A new hardware design for cardiac passive acoustic localization

Abstract

Heart sounds contain valuable information about the function of the heart; expert clinicians can diagnose many heart disorders by listening to these sounds. One dimensional visual representation of heart sounds called phonocardiograms (PCG) are also used to facilitate the diagnosis. Although, PCG is an inexpensive, non-invasive diagnostic technique, it has been neglected until recently because of its limitations and enormous improvements in other diagnostic techniques such as ultrasonography, CT and MRI. Recently, a significant study on PCG was conducted by Y. Bahadırlar and H. Ö. Gülçür [2]; they developed a system which is composed of a specially designed multi-sensor probe in the form of a planar microphone array, precision amplifiers, filters and A/D converters, interface circuitry, a PC and special software and obtained 2-D and 3-D images of estimates of sound producing sites in the heart.
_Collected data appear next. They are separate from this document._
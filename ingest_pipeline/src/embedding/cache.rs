// /////////////////////////////////////////////////////////////////////////////
// Optimized Adaptive Pipeline RS
// Copyright (c) 2025 Michael Gardner, A Bit of Help, Inc.
// SPDX-License-Identifier: BSD-3-Clause
// See LICENSE file in the project root.
// /////////////////////////////////////////////////////////////////////////////

//! On-disk embedding cache. Grounded in
//! `original_source/rag_framework/steps/step_06_embedding.py`'s
//! `_get_cache_key`/`_load_from_cache`/`_save_to_cache`/`_cleanup_expired_cache`:
//! one JSON file per cache key under `cache_dir`, keyed by
//! `SHA-256(text|provider|model)` (`ContentHash::of_cache_key`), with
//! expired entries removed both lazily on read and eagerly in a startup
//! sweep.

use ingest_domain::entities::CacheEntry;
use ingest_domain::value_objects::ContentHash;
use ingest_domain::IngestError;
use std::path::{Path, PathBuf};

#[derive(Debug, Clone)]
pub struct EmbeddingCache {
    cache_dir: PathBuf,
    ttl_days: i64,
}

impl EmbeddingCache {
    pub fn new(cache_dir: impl Into<PathBuf>, ttl_days: i64) -> Self {
        Self {
            cache_dir: cache_dir.into(),
            ttl_days,
        }
    }

    fn path_for(&self, key: &ContentHash) -> PathBuf {
        self.cache_dir.join(format!("{}.json", key.as_str()))
    }

    /// Creates `cache_dir` if missing, then removes any entry already past
    /// its TTL. Mirrors the Python step's startup `_cleanup_expired_cache`
    /// pass; failures to read/parse an individual file are logged and
    /// skipped rather than treated as fatal.
    pub fn prepare(&self) -> Result<(), IngestError> {
        std::fs::create_dir_all(&self.cache_dir)
            .map_err(|e| IngestError::Cache(format!("cannot create cache dir {}: {e}", self.cache_dir.display())))?;

        let now = chrono::Utc::now();
        let mut expired = 0u64;
        let entries = match std::fs::read_dir(&self.cache_dir) {
            Ok(entries) => entries,
            Err(e) => {
                tracing::warn!(error = %e, "cannot list embedding cache directory for cleanup");
                return Ok(());
            }
        };
        for entry in entries.flatten() {
            let path = entry.path();
            if path.extension().and_then(|e| e.to_str()) != Some("json") {
                continue;
            }
            match Self::read_entry(&path) {
                Ok(cache_entry) if cache_entry.is_stale(self.ttl_days, now) => {
                    let _ = std::fs::remove_file(&path);
                    expired += 1;
                }
                Ok(_) => {}
                Err(e) => tracing::warn!(path = %path.display(), error = %e, "skipping unreadable cache file during cleanup"),
            }
        }
        if expired > 0 {
            tracing::info!(expired, "embedding cache cleanup removed expired entries");
        }
        Ok(())
    }

    /// Returns the cached embedding for `(text, provider, model)` if present
    /// and not past its TTL; a stale entry is deleted and treated as a miss.
    pub fn get(&self, text: &str, provider: &str, model: &str) -> Option<Vec<f32>> {
        let key = ContentHash::of_cache_key(text, provider, model);
        let path = self.path_for(&key);
        if !path.exists() {
            return None;
        }
        match Self::read_entry(&path) {
            Ok(entry) => {
                if entry.is_stale(self.ttl_days, chrono::Utc::now()) {
                    let _ = std::fs::remove_file(&path);
                    None
                } else {
                    Some(entry.embedding)
                }
            }
            Err(e) => {
                tracing::warn!(path = %path.display(), error = %e, "error reading embedding cache entry");
                None
            }
        }
    }

    pub fn put(&self, text: &str, provider: &str, model: &str, embedding: Vec<f32>) {
        let key = ContentHash::of_cache_key(text, provider, model);
        let path = self.path_for(&key);
        let entry = CacheEntry::new(embedding, provider, model);
        if let Err(e) = Self::write_entry(&path, &entry) {
            tracing::warn!(path = %path.display(), error = %e, "error saving embedding cache entry");
        }
    }

    fn read_entry(path: &Path) -> Result<CacheEntry, IngestError> {
        let raw = std::fs::read_to_string(path)?;
        let entry: CacheEntry = serde_json::from_str(&raw)?;
        Ok(entry)
    }

    /// Writes via a sibling temp file plus rename, so a concurrent reader
    /// never observes a half-written entry.
    fn write_entry(path: &Path, entry: &CacheEntry) -> Result<(), IngestError> {
        let json = serde_json::to_string(entry)?;
        let tmp_path = path.with_extension(format!("json.tmp.{}", uuid::Uuid::new_v4()));
        std::fs::write(&tmp_path, json)?;
        std::fs::rename(&tmp_path, path)?;
        Ok(())
    }
}

#[cfg(test)]
mod tests {
    use super::*;

    #[test]
    fn miss_then_hit_after_put() {
        let dir = tempfile::tempdir().unwrap();
        let cache = EmbeddingCache::new(dir.path(), 30);
        cache.prepare().unwrap();

        assert!(cache.get("hello", "openai", "text-embedding-3").is_none());
        cache.put("hello", "openai", "text-embedding-3", vec![0.1, 0.2, 0.3]);
        assert_eq!(cache.get("hello", "openai", "text-embedding-3"), Some(vec![0.1, 0.2, 0.3]));
    }

    #[test]
    fn different_provider_or_model_is_a_distinct_key() {
        let dir = tempfile::tempdir().unwrap();
        let cache = EmbeddingCache::new(dir.path(), 30);
        cache.put("hello", "openai", "text-embedding-3", vec![1.0]);
        assert!(cache.get("hello", "openai", "other-model").is_none());
        assert!(cache.get("hello", "mistral_ai", "text-embedding-3").is_none());
    }

    #[test]
    fn stale_entry_is_evicted_on_read() {
        let dir = tempfile::tempdir().unwrap();
        let cache = EmbeddingCache::new(dir.path(), 7);
        let key = ContentHash::of_cache_key("hello", "openai", "m");
        let path = cache.path_for(&key);
        let mut stale = CacheEntry::new(vec![0.5], "openai", "m");
        stale.timestamp = chrono::Utc::now() - chrono::Duration::days(8);
        EmbeddingCache::write_entry(&path, &stale).unwrap();

        assert!(cache.get("hello", "openai", "m").is_none());
        assert!(!path.exists());
    }

    #[test]
    fn prepare_sweeps_expired_entries_eagerly() {
        let dir = tempfile::tempdir().unwrap();
        let cache = EmbeddingCache::new(dir.path(), 1);
        let key = ContentHash::of_cache_key("old", "openai", "m");
        let path = cache.path_for(&key);
        std::fs::create_dir_all(dir.path()).unwrap();
        let mut stale = CacheEntry::new(vec![0.1], "openai", "m");
        stale.timestamp = chrono::Utc::now() - chrono::Duration::days(10);
        EmbeddingCache::write_entry(&path, &stale).unwrap();

        cache.prepare().unwrap();
        assert!(!path.exists());
    }
}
The original system called CARDIOPAL (short for Cardiac Passive Acoustic Localizer) had some limitations mostly arising from relatively limited technology at the time. It had no ECG channel, the multi-sensor probe had coupling problems on non-smooth chests. Moreover it used DMA for data transmission, which made the system device-dependent.In the present thesis, a new, easy-to-use and more compact hardware for CARDIOPAL is developed. The new system (CARDIOPAL II) can work on most of the current operating systems without problems and get data more accurately in order to increase image resolution. An ECG channel is added to the system and ECG signals are acquired simultaneously with the sound signals. The acquired data is transferred to a PC using a high-speed USB 2.0 interface. Moreover, a new flexible design is developed to avoid coupling problem of the array for non-smooth chests. CARDIOPAL II is battery-powered; surface-mount technology was used for the design of all electronic circuitry to make the final system smaller, lighter, and more resistant to electromagnetic interference. The device was tested by acquiring signals coming from two point sources. The localization of these sources was achieved. The device was also tested by obtaining data from real subjects. No quality loss from the corner microphones due to the coupling problem was observed. ECG signals were acquired simultaneously and it was observed that the relationship between ECG and sound signals matched with theory.